Hepimizin aydınlık bir geleceğe, barış içinde eşit bir yaşama ihtiyacı var; mutluluk arayışı var. Bu arayış bireysel olarak devam ederse sonuçsuz kalacak. Karanlığın dağılması için umuda, umudun büyümesi için yan yana gelmeye ihtiyacımız var. Çürümüş, duyarsızlaşmış, kendi geleceğini sermayenin ve düzenin siyasetine bırakmış bir toplum her zaman tehlikeye açıktır; bugün tüm dünyada bunun sonuçlarını görüyoruz.
Sosyalist unsurları dahil muhalefet, yıllardır ülkemizde yaşanan felaketlerin sebebinin AKP’den ibaret olduğunu söylüyor. Bu felaketlerde sermayenin, emperyalizmin, tarikatların hiç payı yokmuş gibi, bu karanlığın asıl nedeni bu sömürü düzeni değilmiş gibi… AKP’nin ve önce AKP gitsin diyen siyasetçilerin Türkiye’ye verdiği zararı uzun uzun anlatabiliriz. Ama kaybedecek vaktimiz yok. Erdoğan’ın ya da AKP’nin karşısında olmanın yetmediğini TKP yıllardır söylüyor.
Bu düzende soluk alınamaz. Karanlığın içinde huzurlu alanlar yaratılamaz. Aksini söyleyen yalan söylemiş olur. Bu yalan insanlığı çaresiz bırakır.
Bizi çaresiz bırakan söylemlerle, yalanlarla daha fazla oyalanmamalı, taraf olmalıyız.

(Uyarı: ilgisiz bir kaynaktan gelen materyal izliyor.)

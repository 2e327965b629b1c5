//! Configuration sections.

use pylon_server::config::{
    DEFAULT_HOST, DEFAULT_IDLE_TIMEOUT_SECS, DEFAULT_MAX_BACKPRESSURE, DEFAULT_MAX_PAYLOAD_SIZE,
    DEFAULT_SHUTDOWN_TIMEOUT_SECS,
};
use serde::{Deserialize, Serialize};

/// The `[server]` section.
///
/// ```
/// use pylon_config::ServerSection;
///
/// let section = ServerSection::default();
/// assert_eq!(section.idle_timeout_secs, 120);
/// assert_eq!(section.compression, "shared_compressor");
/// ```
#[derive(Debug, Clone, Serialize, Deserialize, PartialEq, Eq)]
#[serde(deny_unknown_fields)]
pub struct ServerSection {
    /// Bind host.
    #[serde(default = "default_host")]
    pub host: String,

    /// Maximum inbound message and envelope payload size in bytes.
    #[serde(default = "default_max_payload_size")]
    pub max_payload_size: usize,

    /// Buffered bytes above which sends are dropped.
    #[serde(default = "default_max_backpressure")]
    pub max_backpressure: usize,

    /// Idle timeout in seconds; 0 disables.
    #[serde(default = "default_idle_timeout")]
    pub idle_timeout_secs: u64,

    /// Maximum connection lifetime in minutes; 0 means unlimited.
    #[serde(default)]
    pub max_lifetime_minutes: u64,

    /// Ping idle connections automatically.
    #[serde(default = "default_true")]
    pub send_pings_automatically: bool,

    /// Close connections that exceed the backpressure limit.
    #[serde(default)]
    pub close_on_backpressure_limit: bool,

    /// Count outbound traffic as activity for the idle timeout.
    #[serde(default = "default_true")]
    pub reset_idle_timeout_on_send: bool,

    /// `disabled`, `shared_compressor` or `dedicated_compressor`.
    #[serde(default = "default_compression")]
    pub compression: String,

    /// Echo every inbound message back to its sender.
    #[serde(default)]
    pub echo: bool,

    /// Bounded wait for the listen socket to close when stopping, in seconds.
    #[serde(default = "default_shutdown_timeout")]
    pub shutdown_timeout_secs: u64,
}

impl Default for ServerSection {
    fn default() -> Self {
        Self {
            host: default_host(),
            max_payload_size: default_max_payload_size(),
            max_backpressure: default_max_backpressure(),
            idle_timeout_secs: default_idle_timeout(),
            max_lifetime_minutes: 0,
            send_pings_automatically: true,
            close_on_backpressure_limit: false,
            reset_idle_timeout_on_send: true,
            compression: default_compression(),
            echo: false,
            shutdown_timeout_secs: default_shutdown_timeout(),
        }
    }
}

/// The `[logging]` section.
#[derive(Debug, Clone, Serialize, Deserialize, PartialEq, Eq)]
#[serde(deny_unknown_fields)]
pub struct LoggingSection {
    /// Install a subscriber at all.
    #[serde(default = "default_true")]
    pub enabled: bool,

    /// Filter directive, e.g. `info` or `pylon_server=debug,hyper=warn`.
    #[serde(default = "default_level")]
    pub level: String,

    /// JSON lines instead of human-readable output.
    #[serde(default = "default_true")]
    pub json: bool,
}

impl Default for LoggingSection {
    fn default() -> Self {
        Self {
            enabled: true,
            level: default_level(),
            json: true,
        }
    }
}

fn default_host() -> String {
    DEFAULT_HOST.to_string()
}

fn default_max_payload_size() -> usize {
    DEFAULT_MAX_PAYLOAD_SIZE
}

fn default_max_backpressure() -> usize {
    DEFAULT_MAX_BACKPRESSURE
}

fn default_idle_timeout() -> u64 {
    DEFAULT_IDLE_TIMEOUT_SECS
}

fn default_shutdown_timeout() -> u64 {
    DEFAULT_SHUTDOWN_TIMEOUT_SECS
}

fn default_compression() -> String {
    "shared_compressor".to_string()
}

fn default_level() -> String {
    "info".to_string()
}

fn default_true() -> bool {
    true
}

#[cfg(test)]
mod tests {
    use super::*;

    #[test]
    fn test_partial_section_uses_defaults() {
        let section: ServerSection = toml::from_str("echo = true").unwrap();
        assert!(section.echo);
        assert_eq!(section.max_backpressure, DEFAULT_MAX_BACKPRESSURE);
        assert!(section.send_pings_automatically);
    }

    #[test]
    fn test_unknown_field_rejected() {
        let result: Result<ServerSection, _> = toml::from_str("max_conections = 10");
        assert!(result.is_err());

        let result: Result<LoggingSection, _> = serde_json::from_str(r#"{"format": "json"}"#);
        assert!(result.is_err());
    }
}
impl RequestRegistry {
    /// Creates an empty registry.
    ///
    /// `max_backpressure` bounds buffered response bytes for
    /// [`try_end`](Self::try_end).
    pub fn new(max_backpressure: usize) -> Self {
        Self {
            requests: DashMap::new(),
            max_backpressure,
        }
    }

    /// Inserts a new request.
    ///
    /// Returns `false`, leaving the registry unchanged, if the id is taken.
    pub fn begin(&self, record: RequestRecord) -> bool {
        match self.requests.entry(record.id) {
            Entry::Occupied(_) => {
                warn!(request_id = %record.id, "Request id collision, request rejected");
                false
            }
            Entry::Vacant(slot) => {
                debug!(request_id = %record.id, method = %record.method, url = %record.url, "Request started");
                slot.insert(record);
                true
            }
        }
    }

    /// Returns `true` if the request is still in flight.
    pub fn has(&self, id: &RequestId) -> bool {
        self.requests.contains_key(id)
    }

    /// Number of in-flight requests.
    pub fn len(&self) -> usize {
        self.requests.len()
    }

    /// Returns `true` if no request is in flight.
    pub fn is_empty(&self) -> bool {
        self.requests.is_empty()
    }

    /// Runs `f` against a record if it exists.
    pub fn with_record<R>(&self, id: &RequestId, f: impl FnOnce(&RequestRecord) -> R) -> Option<R> {
        self.requests.get(id).map(|record| f(&record))
    }

    /// Copies one field into a caller buffer with a trailing NUL.
    ///
    /// Returns `None` if the request or header does not exist.
    pub fn copy_field(
        &self,
        id: &RequestId,
        field: RequestField<'_>,
        dest: &mut [u8],
    ) -> Option<BufferCopy> {
        let record = self.requests.get(id)?;
        let copy = match field {
            RequestField::Method => copy_nul_terminated(record.method.as_bytes(), dest),
            RequestField::Url => copy_nul_terminated(record.url.as_bytes(), dest),
            RequestField::Query => copy_nul_terminated(record.query.as_bytes(), dest),
            RequestField::Endpoint => copy_nul_terminated(record.route.as_bytes(), dest),
            RequestField::Header(name) => copy_nul_terminated(record.header(name)?, dest),
            RequestField::AllHeaders => copy_nul_terminated(record.headers_json().as_bytes(), dest),
        };
        Some(copy)
    }

    /// Queues a body chunk.
    pub fn write(&self, id: &RequestId, data: Bytes) -> ResponseStatus {
        let Some(record) = self.requests.get(id) else {
            return ResponseStatus::NoSuchRequest;
        };
        if record.response.write(data) {
            ResponseStatus::SentNotEnded
        } else {
            ResponseStatus::NoSuchRequest
        }
    }

    /// Queues a final chunk, ends the response and removes the request.
    pub fn end(&self, id: &RequestId, data: Bytes) -> ResponseStatus {
        let Some((_, record)) = self.requests.remove(id) else {
            return ResponseStatus::NoSuchRequest;
        };
        record.response.end(data);
        debug!(request_id = %id, written = record.response.queued(), "Response ended");
        ResponseStatus::SentAndEnded
    }

    /// Sends a chunk unless it would overflow the backpressure limit, and ends
    /// the response once `total_size` bytes have been accepted.
    ///
    /// On [`ResponseStatus::NotSent`] nothing was accepted and an
    /// HTTP_WRITABLE event follows once the buffered bytes drain.
    pub fn try_end(&self, id: &RequestId, data: Bytes, total_size: usize) -> ResponseStatus {
        let reached_total = {
            let Some(record) = self.requests.get(id) else {
                return ResponseStatus::NoSuchRequest;
            };
            let response = &record.response;
            let buffered = response.buffered();
            if buffered > 0 && buffered + data.len() > self.max_backpressure {
                if response.want_writable() {
                    debug!(request_id = %id, buffered, "Response backpressured");
                    return ResponseStatus::NotSent;
                }
                debug!(request_id = %id, "Response drained while backpressured, sending");
            }
            response.queued() + data.len() >= total_size
        };

        if reached_total {
            self.end(id, data)
        } else {
            self.write(id, data)
        }
    }

    /// Sets the status line of a response whose head is still pending.
    pub fn status(&self, id: &RequestId, line: &str) -> RequestStatus {
        self.requests
            .get(id)
            .map_or(RequestStatus::NoSuchRequest, |record| {
                record.response.set_status(line)
            })
    }

    /// Appends a header to a response whose head is still pending.
    pub fn header(&self, id: &RequestId, name: &str, value: &str) -> RequestStatus {
        self.requests
            .get(id)
            .map_or(RequestStatus::NoSuchRequest, |record| {
                record.response.set_header(name, value)
            })
    }

    /// Removes a request without attempting a response.
    ///
    /// Returns `true` if the request was still in flight.
    pub fn abort(&self, id: &RequestId) -> bool {
        self.requests.remove(id).is_some()
    }

    /// Answers every in-flight request with `status` (or closes its body if
    /// the head already went out) and empties the registry.
    pub fn abort_all(&self, status: StatusCode) -> usize {
        let ids: Vec<RequestId> = self.requests.iter().map(|entry| *entry.key()).collect();
        let mut aborted = 0;
        for id in ids {
            if let Some((_, record)) = self.requests.remove(&id) {
                record.response.abort_with(status);
                aborted += 1;
            }
        }
        if aborted > 0 {
            debug!(count = aborted, status = status.as_u16(), "Aborted pending requests");
        }
        aborted
    }
}
//! Request accessors
//!
//! Each accessor copies into a caller buffer, always NUL-terminates, and
//! never grows the buffer. They return false for an unknown request and on
//! truncation, except that `pylon_get_request_header` returns true for a
//! header that exists even when cut.

use std::os::raw::c_char;

use pylon_core::RequestId;
use pylon_server::RequestField;

use crate::error::{fail, FfiError};
use crate::types::PylonServer;
use crate::{buffer_arg, parse_id, required_str, server_ref};

unsafe fn copy_field<'a>(
    server: *const PylonServer,
    request_id: *const c_char,
    field: impl FnOnce() -> Result<RequestField<'a>, FfiError>,
    buf: *mut c_char,
    capacity: usize,
) -> bool {
    let result = (|| -> Result<bool, FfiError> {
        let dest = buffer_arg(buf, capacity)?;
        if let Some(first) = dest.first_mut() {
            *first = 0;
        }
        let server = server_ref(server)?;
        let id: RequestId = parse_id(request_id, "request_id")?;
        Ok(server.copy_request_field(&id, field()?, dest))
    })();

    result.unwrap_or_else(|e| {
        fail(e);
        false
    })
}

/// Whether the request is still open
///
/// # Safety
///
/// - `server` must be a valid server pointer
/// - `request_id` must be a valid NUL-terminated string
#[no_mangle]
pub unsafe extern "C" fn pylon_has_request(
    server: *const PylonServer,
    request_id: *const c_char,
) -> bool {
    let result = server_ref(server).and_then(|server| {
        let id: RequestId = parse_id(request_id, "request_id")?;
        Ok(server.has_request(&id))
    });
    result.unwrap_or_else(|e| {
        fail(e);
        false
    })
}

/// Copy the request method
///
/// # Safety
///
/// - `server` must be a valid server pointer
/// - `request_id` must be a valid NUL-terminated string
/// - `buf` must be valid for `capacity` bytes
#[no_mangle]
pub unsafe extern "C" fn pylon_get_request_method(
    server: *const PylonServer,
    request_id: *const c_char,
    buf: *mut c_char,
    capacity: usize,
) -> bool {
    copy_field(server, request_id, || Ok(RequestField::Method), buf, capacity)
}

/// Copy the request path
///
/// # Safety
///
/// Same requirements as `pylon_get_request_method`.
#[no_mangle]
pub unsafe extern "C" fn pylon_get_request_url(
    server: *const PylonServer,
    request_id: *const c_char,
    buf: *mut c_char,
    capacity: usize,
) -> bool {
    copy_field(server, request_id, || Ok(RequestField::Url), buf, capacity)
}

/// Copy the query string, without the leading `?`
///
/// # Safety
///
/// Same requirements as `pylon_get_request_method`.
#[no_mangle]
pub unsafe extern "C" fn pylon_get_request_query(
    server: *const PylonServer,
    request_id: *const c_char,
    buf: *mut c_char,
    capacity: usize,
) -> bool {
    copy_field(server, request_id, || Ok(RequestField::Query), buf, capacity)
}

/// Copy the matched route pattern
///
/// # Safety
///
/// Same requirements as `pylon_get_request_method`.
#[no_mangle]
pub unsafe extern "C" fn pylon_get_request_endpoint(
    server: *const PylonServer,
    request_id: *const c_char,
    buf: *mut c_char,
    capacity: usize,
) -> bool {
    copy_field(server, request_id, || Ok(RequestField::Endpoint), buf, capacity)
}

/// Copy one header value; the name is matched case-insensitively
///
/// # Safety
///
/// Same requirements as `pylon_get_request_method`, and `name` must be a
/// valid NUL-terminated string.
#[no_mangle]
pub unsafe extern "C" fn pylon_get_request_header(
    server: *const PylonServer,
    request_id: *const c_char,
    name: *const c_char,
    buf: *mut c_char,
    capacity: usize,
) -> bool {
    copy_field(
        server,
        request_id,
        || Ok(RequestField::Header(required_str(name, "name")?)),
        buf,
        capacity,
    )
}

/// Copy every header as a JSON object of lower-cased names
///
/// # Safety
///
/// Same requirements as `pylon_get_request_method`.
#[no_mangle]
pub unsafe extern "C" fn pylon_get_request_headers(
    server: *const PylonServer,
    request_id: *const c_char,
    buf: *mut c_char,
    capacity: usize,
) -> bool {
    copy_field(server, request_id, || Ok(RequestField::AllHeaders), buf, capacity)
}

Ülkemizi emperyalizmin müdahalelerinden korumak için, emperyalizmin dünyada ve bölgemizdeki suç ortaklarından biri olmamak için, bağımsız ve egemen bir ülke için taraf olmalıyız.
Dinci gericiliğin ve tarikatların toplumsal yaşamı teslim almasına karşı çıkmak, laikliği savunmak için taraf olmalıyız.
Temel üretim ve hizmetlerin devlet eliyle gerçekleştiği, insanın insanı sömürmesinin suç sayıldığı, herkesin emeğinin hakkını aldığı, kimsenin işsiz, aç ve açıkta kalmadığı bir düzen için taraf olmalıyız.
Dinsel, etnik ve cinsiyete dayalı her tür eşitsizlik, baskı, kin ve şiddetin son bulacağı günler için taraf olmalıyız.
Umudun büyümesi için taraf olmaya, örgütlenmeye çağırıyoruz!
2025 yılına girerken halkımıza çağrımızdır, komünistlerin tarafında olun.